PHILADELPHIA -- Their franchise-best nine-game winning streak a thing of the past, the Tampa Bay Lightning had one choice after a clunker at Wells Fargo Center on Monday.
"Get ready for Boston," Lightning coach Jon Cooper said.
They don't have much time. The Lightning are on the ice again Tuesday against the Boston Bruins with first place in the Atlantic Division on the line. Their 4-2 loss against the Philadelphia Flyers won't matter when the puck drops at Amalie Arena.
The Bruins and Florida Panthers trail the Lightning by one point for first in the division. Boston and Tampa Bay have 16 games remaining; Florida has 15. The Lightning are 2-1 against the Bruins this season.
"Yeah, we laid an egg [Monday night], but it's also a little bit about the big picture here," Cooper said. "Now let's see what we have inside us. I'm not going to say here and predict what the final score is going to be [Tuesday], but let's see where our battle level is at."

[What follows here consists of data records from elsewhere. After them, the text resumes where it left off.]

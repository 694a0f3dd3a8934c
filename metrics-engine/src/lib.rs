//! An in-process metrics engine.
//!
//! Application code registers named counters, gauges, meters, histograms and timers in groups, and
//! updates them concurrently from any number of threads.  At any point, a consistent snapshot of
//! every metric, the health of the application and the environment it runs in can be taken and
//! handed to reporters.
//!
//! # Overview
//!
//! Everything starts with a [`MetricsContext`], built once at startup:
//!
//! ```rust
//! use metrics_engine::{HealthCheckResult, MetricsContext};
//!
//! let ctx = MetricsContext::builder().build().expect("valid configuration");
//!
//! let http = ctx.group("http");
//! http.counter("requests").expect("not registered as another kind").increment(1);
//! http.timer("latency").expect("not registered as another kind").time(|| {
//!     // handle the request
//! });
//!
//! ctx.register_health_check_fn("database", || Ok(HealthCheckResult::healthy()));
//!
//! let snapshot = ctx.snapshot();
//! assert_eq!(snapshot.get("http", "requests").and_then(|v| v.as_counter()), Some(1));
//! assert!(snapshot.health().is_healthy());
//! ```
//!
//! # Sampling
//!
//! Histograms and timers keep a bounded sample of the values recorded into them, rather than every
//! value.  [`SamplingPolicy`] selects between a uniform reservoir, where every value has the same
//! chance of being kept, and an exponentially decaying reservoir that favours recent values and is
//! the better fit for long-running processes.
//!
//! # Disabling
//!
//! [`MetricsContext::completely_disable_metrics`] turns every update into a no-op, for good.
//! Snapshots keep working and report the values metrics had when they were disabled.
#![deny(missing_docs)]
#![cfg_attr(docsrs, feature(doc_cfg), deny(rustdoc::broken_intra_doc_links))]

mod builder;
pub use self::builder::MetricsBuilder;

mod context;
pub use self::context::{MetricsContext, MetricsContextBuilder};

mod environment;
pub use self::environment::{EnvironmentInfo, EnvironmentInfoProvider, ProcessEnvironment};

mod error;
pub use self::error::MetricsError;

mod filter;
pub use self::filter::{Matcher, SnapshotFilter};

pub mod handles;
pub use self::handles::{Metric, MetricValue};

pub mod health;
pub use self::health::{
    HealthCheck, HealthCheckManager, HealthCheckRegistry, HealthCheckResult, HealthReport,
    HealthStatus,
};

mod kind;
pub use self::kind::{MetricKind, MetricKindMask};

mod quantile;
pub use self::quantile::{parse_quantiles, Quantile, DEFAULT_QUANTILES};

pub mod registry;
pub use self::registry::{MetricGroup, Registry};

pub mod reporting;
pub use self::reporting::{ReportError, Reporter, ReportingPipeline};

mod snapshot;
pub use self::snapshot::{GroupSnapshot, MetricName, MetricsSnapshot};

mod state;
pub use self::state::{MetricsState, MetricsSwitch};

pub mod storage;
pub use self::storage::{Reservoir, Sample, SamplingPolicy};

pub use quanta::Clock;

#[cfg(test)]
mod test_util;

It wasn't acceptable against the Flyers, who dominated up and down the ice and would have made the scoreboard look like an embarrassment for the Lightning if not for goalie Andrei Vasilevskiy, who made 36 saves despite facing odd-man rush after odd-man rush.

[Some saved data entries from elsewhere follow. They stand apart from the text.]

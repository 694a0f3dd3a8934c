//! Point-in-time captures of a context.

use std::fmt;

use chrono::{DateTime, Utc};

use crate::environment::EnvironmentInfo;
use crate::handles::MetricValue;
use crate::health::HealthReport;
use crate::state::MetricsState;

/// Fully-qualified name of a metric.
///
/// Ordered by group, then by name.
#[derive(Clone, Debug, Eq, Hash, Ord, PartialEq, PartialOrd)]
pub struct MetricName {
    group: String,
    name: String,
}

impl MetricName {
    /// Creates a new `MetricName`.
    pub fn new<G, N>(group: G, name: N) -> MetricName
    where
        G: Into<String>,
        N: Into<String>,
    {
        MetricName { group: group.into(), name: name.into() }
    }

    /// Group the metric belongs to.
    pub fn group(&self) -> &str {
        &self.group
    }

    /// Name of the metric within its group.
    pub fn name(&self) -> &str {
        &self.name
    }
}

impl fmt::Display for MetricName {
    fn fmt(&self, f: &mut fmt::Formatter<'_>) -> fmt::Result {
        write!(f, "{}.{}", self.group, self.name)
    }
}

/// Readings of every metric in one group, ordered by metric name.
#[derive(Clone, Debug, PartialEq)]
pub struct GroupSnapshot {
    name: String,
    metrics: Vec<(String, MetricValue)>,
}

impl GroupSnapshot {
    pub(crate) fn new(name: String, mut metrics: Vec<(String, MetricValue)>) -> GroupSnapshot {
        metrics.sort_by(|(a, _), (b, _)| a.cmp(b));
        GroupSnapshot { name, metrics }
    }

    /// Name of the group.
    pub fn name(&self) -> &str {
        &self.name
    }

    /// Every reading, ordered by metric name.
    pub fn metrics(&self) -> &[(String, MetricValue)] {
        &self.metrics
    }

    /// Gets the reading for the named metric.
    pub fn get(&self, name: &str) -> Option<&MetricValue> {
        self.metrics
            .binary_search_by(|(n, _)| n.as_str().cmp(name))
            .ok()
            .map(|idx| &self.metrics[idx].1)
    }

    /// Number of readings.
    pub fn len(&self) -> usize {
        self.metrics.len()
    }

    /// Whether the group has no readings.
    pub fn is_empty(&self) -> bool {
        self.metrics.is_empty()
    }
}

/// An immutable, point-in-time capture of a context.
///
/// Holds a reading of every metric, the health report and the environment metadata.  A snapshot
/// owns all of its data: it never changes once taken, no matter what happens to the metrics it was
/// read from.
#[derive(Clone, Debug, PartialEq)]
pub struct MetricsSnapshot {
    timestamp: DateTime<Utc>,
    state: MetricsState,
    environment: EnvironmentInfo,
    groups: Vec<GroupSnapshot>,
    health: HealthReport,
}

impl MetricsSnapshot {
    pub(crate) fn new(
        timestamp: DateTime<Utc>,
        state: MetricsState,
        environment: EnvironmentInfo,
        groups: Vec<GroupSnapshot>,
        health: HealthReport,
    ) -> MetricsSnapshot {
        MetricsSnapshot { timestamp, state, environment, groups, health }
    }

    /// When the snapshot was taken.
    pub fn timestamp(&self) -> DateTime<Utc> {
        self.timestamp
    }

    /// State of the context when the snapshot was taken.
    pub fn state(&self) -> MetricsState {
        self.state
    }

    /// Environment metadata.
    pub fn environment(&self) -> &EnvironmentInfo {
        &self.environment
    }

    /// Readings, group by group, ordered by group name.
    pub fn groups(&self) -> &[GroupSnapshot] {
        &self.groups
    }

    /// Gets the readings for the named group.
    pub fn group(&self, name: &str) -> Option<&GroupSnapshot> {
        self.groups
            .binary_search_by(|g| g.name.as_str().cmp(name))
            .ok()
            .map(|idx| &self.groups[idx])
    }

    /// Gets the reading for a single metric.
    pub fn get(&self, group: &str, name: &str) -> Option<&MetricValue> {
        self.group(group).and_then(|g| g.get(name))
    }

    /// Iterates over every reading, ordered by [`MetricName`].
    pub fn iter(&self) -> impl Iterator<Item = (MetricName, &MetricValue)> + '_ {
        self.groups.iter().flat_map(|group| {
            group
                .metrics
                .iter()
                .map(move |(name, value)| (MetricName::new(&group.name, name), value))
        })
    }

    /// Number of readings across all groups.
    pub fn len(&self) -> usize {
        self.groups.iter().map(GroupSnapshot::len).sum()
    }

    /// Whether there are no readings.
    pub fn is_empty(&self) -> bool {
        self.len() == 0
    }

    /// Health report.  Empty when health checks are disabled.
    pub fn health(&self) -> &HealthReport {
        &self.health
    }
}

"We got outplayed, outworked, outcompeted, outclassed, out-everythinged," Cooper said.
It was a shocking turn of events for the Lightning, who were mostly simple and smart and opportunistic with great goaltending during their nine-game winning streak. They outscored the opposition 33-16, including a 4-1 win against the Bruins on Feb. 28.

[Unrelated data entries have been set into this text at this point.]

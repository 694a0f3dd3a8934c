//! A uniform sampling reservoir.

use std::sync::atomic::{
    AtomicI64, AtomicU64,
    Ordering::{AcqRel, Acquire, Relaxed, Release},
};

use parking_lot::RwLock;

use super::{fastrand, Reservoir, Sample};
use crate::error::MetricsError;

/// A uniform sampling reservoir.
///
/// [Reservoir sampling][rs] is a technique used to produce a statistically representative sample of a data stream, in a
/// fixed space, without knowing the length of the stream in advance. `UniformReservoir` is a thread-safe version of a
/// sampling reservoir, based on Vitter's ["Algorithm R"][vitter_paper].
///
/// The first `capacity` observations are always kept.  Observation `n > capacity` replaces a uniformly chosen slot with
/// probability `capacity / n`, so every observation has the same chance of being in the final sample.  Updates are a
/// single atomic increment plus, at most, one atomic store, and use a fast, thread-local PRNG
/// ([Xoshiro256**][xoshiro256starstar]) to limit the per-call sampling overhead.
///
/// Updates run concurrently under the shared side of a lock, while snapshots and resets take the exclusive side, so a
/// snapshot never sees a slot that has been counted but not yet written.
///
/// [rs]: https://en.wikipedia.org/wiki/Reservoir_sampling
/// [vitter_paper]: https://www.cs.umd.edu/~samir/498/vitter.pdf
/// [xoshiro256starstar]: https://prng.di.unimi.it
pub struct UniformReservoir {
    values: Box<[AtomicI64]>,
    count: AtomicU64,
    publish: RwLock<()>,
}

impl UniformReservoir {
    /// Creates a new `UniformReservoir` that stores up to `capacity` samples.
    ///
    /// # Errors
    ///
    /// Returns [`MetricsError::InvalidMeasurement`] if `capacity` is zero.
    pub fn new(capacity: usize) -> Result<Self, MetricsError> {
        if capacity == 0 {
            return Err(MetricsError::invalid("reservoir capacity must be greater than zero"));
        }

        let values = (0..capacity).map(|_| AtomicI64::new(0)).collect::<Vec<_>>();
        Ok(Self {
            values: values.into_boxed_slice(),
            count: AtomicU64::new(0),
            publish: RwLock::new(()),
        })
    }

    /// Maximum number of samples retained.
    pub fn capacity(&self) -> usize {
        self.values.len()
    }
}

impl Reservoir for UniformReservoir {
    fn update(&self, value: i64) {
        let _guard = self.publish.read();
        let seen = self.count.fetch_add(1, AcqRel);
        let capacity = self.values.len() as u64;
        if seen < capacity {
            self.values[seen as usize].store(value, Release);
        } else {
            let maybe_idx = fastrand(seen + 1);
            if maybe_idx < capacity {
                self.values[maybe_idx as usize].store(value, Release);
            }
        }
    }

    fn snapshot(&self) -> Sample {
        let _guard = self.publish.write();
        let count = self.count.load(Acquire);
        let len = count.min(self.values.len() as u64) as usize;
        let values = self.values[..len].iter().map(|v| v.load(Acquire)).collect();
        Sample::uniform(values, count)
    }

    fn size(&self) -> usize {
        let count = self.count.load(Relaxed);
        count.min(self.values.len() as u64) as usize
    }

    fn reset(&self) {
        let _guard = self.publish.write();
        for value in self.values.iter() {
            value.store(0, Relaxed);
        }
        self.count.store(0, Release);
    }
}

#[cfg(test)]
mod tests {
    use super::UniformReservoir;
    use crate::storage::Reservoir;
    use proptest::prelude::*;
    use std::sync::Arc;

    #[test]
    fn test_rejects_zero_capacity() {
        assert!(UniformReservoir::new(0).is_err());
    }

    #[test]
    fn test_overflow_keeps_capacity() {
        let reservoir = UniformReservoir::new(100).unwrap();
        for i in 0..10_000 {
            reservoir.update(i);
        }

        let sample = reservoir.snapshot();
        assert_eq!(sample.len(), 100);
        assert_eq!(sample.count(), 10_000);
        assert!(sample.values().iter().all(|v| (0..10_000).contains(v)));
        assert_eq!(reservoir.size(), 100);
    }

    #[test]
    fn test_capacity_of_one() {
        let reservoir = UniformReservoir::new(1).unwrap();
        for i in 0..50 {
            reservoir.update(i);
        }
        let sample = reservoir.snapshot();
        assert_eq!(sample.len(), 1);
        assert_eq!(sample.count(), 50);
    }

    #[test]
    fn test_reset() {
        let reservoir = UniformReservoir::new(8).unwrap();
        reservoir.update(3);
        reservoir.reset();
        assert!(reservoir.snapshot().is_empty());

        reservoir.update(9);
        assert_eq!(reservoir.snapshot().values(), &[9]);
    }

    #[test]
    fn test_inclusion_frequency_converges() {
        // Stream 0..N through a reservoir of C slots many times; each value should be retained in
        // roughly C/N of the trials.
        const CAPACITY: usize = 10;
        const STREAM: i64 = 50;
        const TRIALS: usize = 20_000;

        let mut hits = [0usize; STREAM as usize];
        for _ in 0..TRIALS {
            let reservoir = UniformReservoir::new(CAPACITY).unwrap();
            for i in 0..STREAM {
                reservoir.update(i);
            }
            for value in reservoir.snapshot().values() {
                hits[*value as usize] += 1;
            }
        }

        let expected = CAPACITY as f64 / STREAM as f64;
        for (value, count) in hits.iter().enumerate() {
            let observed = *count as f64 / TRIALS as f64;
            assert!(
                (observed - expected).abs() < 0.03,
                "value {} observed at {:.4}, expected {:.4}",
                value,
                observed,
                expected
            );
        }
    }

    #[test]
    fn test_concurrent_updates() {
        let reservoir = Arc::new(UniformReservoir::new(64).unwrap());
        let handles = (0..4)
            .map(|t| {
                let reservoir = Arc::clone(&reservoir);
                std::thread::spawn(move || {
                    for i in 0..1_000 {
                        reservoir.update(t * 1_000 + i);
                    }
                })
            })
            .collect::<Vec<_>>();
        for handle in handles {
            handle.join().expect("producer panicked");
        }

        let sample = reservoir.snapshot();
        assert_eq!(sample.count(), 4_000);
        assert_eq!(sample.len(), 64);
    }

    #[test]
    fn test_snapshots_only_see_written_slots() {
        let reservoir = Arc::new(UniformReservoir::new(256).unwrap());
        for _ in 0..256 {
            reservoir.update(-1);
        }
        reservoir.reset();

        let handles = (0..4)
            .map(|_| {
                let reservoir = Arc::clone(&reservoir);
                std::thread::spawn(move || {
                    for i in 1..=2_000 {
                        reservoir.update(i);
                    }
                })
            })
            .collect::<Vec<_>>();

        for _ in 0..500 {
            let sample = reservoir.snapshot();
            assert!(sample.values().iter().all(|v| *v > 0), "unwritten slot in {:?}", sample);
        }
        for handle in handles {
            handle.join().expect("producer panicked");
        }
        assert_eq!(reservoir.snapshot().count(), 8_000);
    }

    proptest! {
        #[test]
        fn property_no_loss_below_capacity(
            values in prop::collection::vec(any::<i64>(), 0..256),
            headroom in 0usize..64,
        ) {
            let capacity = values.len().max(1) + headroom;
            let reservoir = UniformReservoir::new(capacity).unwrap();
            for value in &values {
                reservoir.update(*value);
            }

            let mut expected = values.clone();
            expected.sort_unstable();
            let sample = reservoir.snapshot();
            prop_assert_eq!(sample.values(), expected.as_slice());
            prop_assert_eq!(sample.count(), values.len() as u64);
        }
    }
}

Video: Gostisbehere, Flyers down Lightning, 4-2
They were down 30-6 in shots on goal at one point Monday. Yes the score was 1-1, but that was only because of Vasilevskiy.
"We didn't compete [Monday night], and when you don't compete that's what happens," Lightning captain Steven Stamkos said.
Stamkos likened the game in Philadelphia to the one the Lightning played at the Calgary Flames on Jan. 5, when they were getting shots but never really competed hard enough, always a step behind, he said, in a 3-1 loss.
That was a disturbing enough loss that the Lightning held a team meeting the following day, an off-day in Edmonton. They won seven in a row after that, the first indication of them turning around what was to that point a disappointing season.
They've won 20 of 26 since that loss in Calgary. That includes Monday.
"Let's put things into [perspective] here, we just ripped off nine in a row against some pretty good teams," Stamkos said. "The beauty about this sport is we got a game [Tuesday] against a divisional opponent and we obviously have to have a bounce-back."
He's confident they'll deliver. That's what a nine-game winning streak does for a team; it brings confidence.
"I expect a bounce-back from this group," Stamkos said. "Let's not get all panicky here and worried. That was a [lousy] game, we realize that, but we have to get back to work [Tuesday]."